"Le secteur profite à plein de la simultanéité de la vigueur du climat de consommation sur les principaux marchés", explique Jean-Daniel Pasche, président de la Fédération de l'industrie horlogère suisse (FH). La croissance ressort même au-delà des attentes à la lumière des ventes de Noël.
Dans ce flot de bonnes nouvelles, apparaissent toutefois des bémols. Le dynamisme profite en effet avant tout aux montres de l'entrée de gamme et du haut de gamme. "Entre deux, les exportations souffrent de la forte concurrence du Japon, de la Chine ou de l'Inde et d'une image en général moins forte", constate Jean-Daniel Pasche.
La forte demande ne va pas sans poser problème en termes d'élasticité de la production. "Des soucis d'approvisionnement existent", note le président de la FH. Outre les efforts de rationalisation, la vigueur conjoncturelle se traduira encore par une augmentation des effectifs, qui dépasse déjà 41'000 personnes.

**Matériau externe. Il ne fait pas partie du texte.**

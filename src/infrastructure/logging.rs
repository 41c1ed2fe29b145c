//! Logging system configuration and initialization
//!
//! This module provides the logging setup with:
//! - File logging with startup rotation
//! - Configuration file based log level control
//! - Structured JSON logging (optional)
//! - Console and file output support
//! - Log files stored under the app data directory

use anyhow::{Result, anyhow};
use chrono::Local;
use once_cell::sync::Lazy;
use std::path::{Path, PathBuf};
use std::sync::Mutex;
use tracing::{info, warn};
use tracing_appender::{non_blocking, rolling};
use tracing_subscriber::{
    EnvFilter, Registry,
    fmt::{self, time::FormatTime},
    layer::SubscriberExt,
    util::SubscriberInitExt,
};

use crate::infrastructure::config::ConfigManager;

// Re-export LoggingConfig from config module
pub use crate::infrastructure::config::LoggingConfig;

/// File the current session writes to
const LOG_FILE_NAME: &str = "manga-desk.log";

// Global guard to keep the non-blocking log writer alive
static LOG_GUARDS: Lazy<Mutex<Vec<tracing_appender::non_blocking::WorkerGuard>>> =
    Lazy::new(|| Mutex::new(Vec::new()));

/// Wall-clock time formatter for log lines
struct LocalTimeFormatter;

impl FormatTime for LocalTimeFormatter {
    fn format_time(&self, w: &mut fmt::format::Writer<'_>) -> std::fmt::Result {
        write!(w, "{}", Local::now().format("%Y-%m-%d %H:%M:%S%.3f"))
    }
}

/// Get the log directory under the app data directory
pub fn get_log_directory() -> PathBuf {
    ConfigManager::get_app_data_dir()
        .map(|dir| dir.join("logs"))
        .unwrap_or_else(|_| PathBuf::from("logs"))
}

/// Initialize the logging system with default configuration
pub fn init_logging() -> Result<()> {
    let config = LoggingConfig::default();
    init_logging_with_config(config)
}

/// Rotate an existing log file by renaming it with its last-write timestamp.
///
/// Returns the rotated file name, or `None` when there was nothing to rotate.
fn rotate_existing_log_file(log_dir: &Path, log_file_name: &str) -> Result<Option<String>> {
    let log_file_path = log_dir.join(log_file_name);

    if !log_file_path.exists() {
        return Ok(None);
    }

    let metadata = std::fs::metadata(&log_file_path)
        .map_err(|e| anyhow!("Failed to get log file metadata: {e}"))?;

    let file_time = metadata
        .created()
        .or_else(|_| metadata.modified())
        .unwrap_or_else(|_| std::time::SystemTime::now());

    let datetime: chrono::DateTime<Local> = file_time.into();
    let file_stem = log_file_name.trim_end_matches(".log");
    let timestamped_name = format!("{file_stem}.{}.log", datetime.format("%Y%m%dT%H%M%S"));
    let timestamped_path = log_dir.join(&timestamped_name);

    std::fs::rename(&log_file_path, &timestamped_path).map_err(|e| {
        anyhow!(
            "Failed to rotate log file {} to {}: {e}",
            log_file_path.display(),
            timestamped_path.display()
        )
    })?;

    Ok(Some(timestamped_name))
}

/// Delete every rotated log file, keeping only the current one.
fn remove_rotated_log_files(log_dir: &Path) {
    let Ok(entries) = std::fs::read_dir(log_dir) else {
        return;
    };

    for entry in entries.flatten() {
        let path = entry.path();
        let name = entry.file_name();
        let name = name.to_string_lossy();
        if name.ends_with(".log") && name != LOG_FILE_NAME {
            if let Err(e) = std::fs::remove_file(&path) {
                warn!("Failed to remove old log file {:?}: {}", path, e);
            }
        }
    }
}

/// Filter built from the configured level, used when `RUST_LOG` is absent.
///
/// The level string comes from the user-edited config file; a malformed one
/// loses the crate directive but never fails the filter setup.
fn config_env_filter(config: &LoggingConfig) -> EnvFilter {
    let mut filter = EnvFilter::new(&config.level);

    // Suppress runtime internals unless TRACE level is specifically requested
    if !config.level.to_lowercase().contains("trace") {
        filter = filter
            .add_directive("tokio=info".parse().unwrap())
            .add_directive("runtime=warn".parse().unwrap());

        match format!("manga_desk={}", config.level).parse() {
            Ok(directive) => filter = filter.add_directive(directive),
            Err(e) => warn!(
                "Invalid log level '{}' in config, keeping the base filter: {e}",
                config.level
            ),
        }
    }

    filter
}

/// Initialize logging with custom configuration
///
/// Sets up filters that keep dependency chatter out of the log unless TRACE
/// is requested.
///
/// # Environment Variable Override
/// `RUST_LOG` takes precedence over the configured level:
/// ```bash
/// # Watch runtime scheduling while keeping the app at debug
/// RUST_LOG="debug,tokio=debug" cargo run
/// ```
pub fn init_logging_with_config(config: LoggingConfig) -> Result<()> {
    let log_dir = get_log_directory();

    std::fs::create_dir_all(&log_dir)
        .map_err(|e| anyhow!("Failed to create log directory {log_dir:?}: {e}"))?;

    // Previous session's file either rotates to a timestamped name or, when
    // only the latest is kept, replaces every rotated copy.
    let rotated = rotate_existing_log_file(&log_dir, LOG_FILE_NAME)?;
    if config.keep_only_latest {
        remove_rotated_log_files(&log_dir);
    }

    let env_filter =
        EnvFilter::try_from_default_env().unwrap_or_else(|_| config_env_filter(&config));

    let registry = Registry::default().with(env_filter);

    match (config.file_output, config.console_output) {
        (true, true) => {
            let file_appender = rolling::never(&log_dir, LOG_FILE_NAME);
            let (file_writer, file_guard) = non_blocking(file_appender);

            // Park the guard so the writer thread outlives this call
            LOG_GUARDS.lock().unwrap().push(file_guard);

            if config.json_format {
                let file_layer = fmt::Layer::new()
                    .json()
                    .with_writer(file_writer)
                    .with_timer(LocalTimeFormatter)
                    .with_target(true)
                    .with_thread_ids(true)
                    .with_file(true)
                    .with_line_number(true)
                    .with_ansi(false);
                let console_layer = fmt::Layer::new()
                    .with_writer(std::io::stdout)
                    .with_timer(LocalTimeFormatter)
                    .with_target(false);

                registry.with(file_layer).with(console_layer).init();
            } else {
                // File layer with minimal formatting (time + level + message only)
                let file_layer = fmt::Layer::new()
                    .with_writer(file_writer)
                    .with_timer(LocalTimeFormatter)
                    .with_target(false)
                    .with_thread_ids(false)
                    .with_file(false)
                    .with_line_number(false)
                    .with_ansi(false);
                let console_layer = fmt::Layer::new()
                    .with_writer(std::io::stdout)
                    .with_timer(LocalTimeFormatter)
                    .with_target(false);

                registry.with(file_layer).with(console_layer).init();
            }
        }
        (true, false) => {
            let file_appender = rolling::never(&log_dir, LOG_FILE_NAME);
            let (file_writer, file_guard) = non_blocking(file_appender);

            LOG_GUARDS.lock().unwrap().push(file_guard);

            if config.json_format {
                let file_layer = fmt::Layer::new()
                    .json()
                    .with_writer(file_writer)
                    .with_timer(LocalTimeFormatter)
                    .with_target(true)
                    .with_thread_ids(true)
                    .with_file(true)
                    .with_line_number(true)
                    .with_ansi(false);

                registry.with(file_layer).init();
            } else {
                let file_layer = fmt::Layer::new()
                    .with_writer(file_writer)
                    .with_timer(LocalTimeFormatter)
                    .with_target(false)
                    .with_thread_ids(false)
                    .with_file(false)
                    .with_line_number(false)
                    .with_ansi(false);

                registry.with(file_layer).init();
            }
        }
        (false, true) => {
            let console_layer = fmt::Layer::new()
                .with_writer(std::io::stdout)
                .with_timer(LocalTimeFormatter)
                .with_target(false);

            registry.with(console_layer).init();
        }
        (false, false) => {
            return Err(anyhow!("No logging output configured"));
        }
    }

    info!("Logging system initialized");
    info!("Log directory: {:?}", log_dir);
    info!("Log level: {}", config.level);
    info!("JSON format: {}", config.json_format);
    info!("Console output: {}", config.console_output);
    info!("File output: {}", config.file_output);
    if let Some(rotated_name) = rotated {
        info!("Rotated previous log file to: {}", rotated_name);
    }

    Ok(())
}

Dans ce contexte, la Convention patronale de l'industrie horlogère a récemment fait savoir que 2200 personnes devront être formées dans les secteurs techniques d'ici à 2010. Le marché indigène lui-même représente environ 5 % du marché global pour les sociétés suisses, soit quelque 600 millions de francs.
Le phénomène des contrefaçons, qui affecte les produits de luxe en général et les montres suisses en particulier, n'est pas en voie de diminution. Il est même boosté ces dernières années par la diffusion via Internet qui favorise l'anonymat.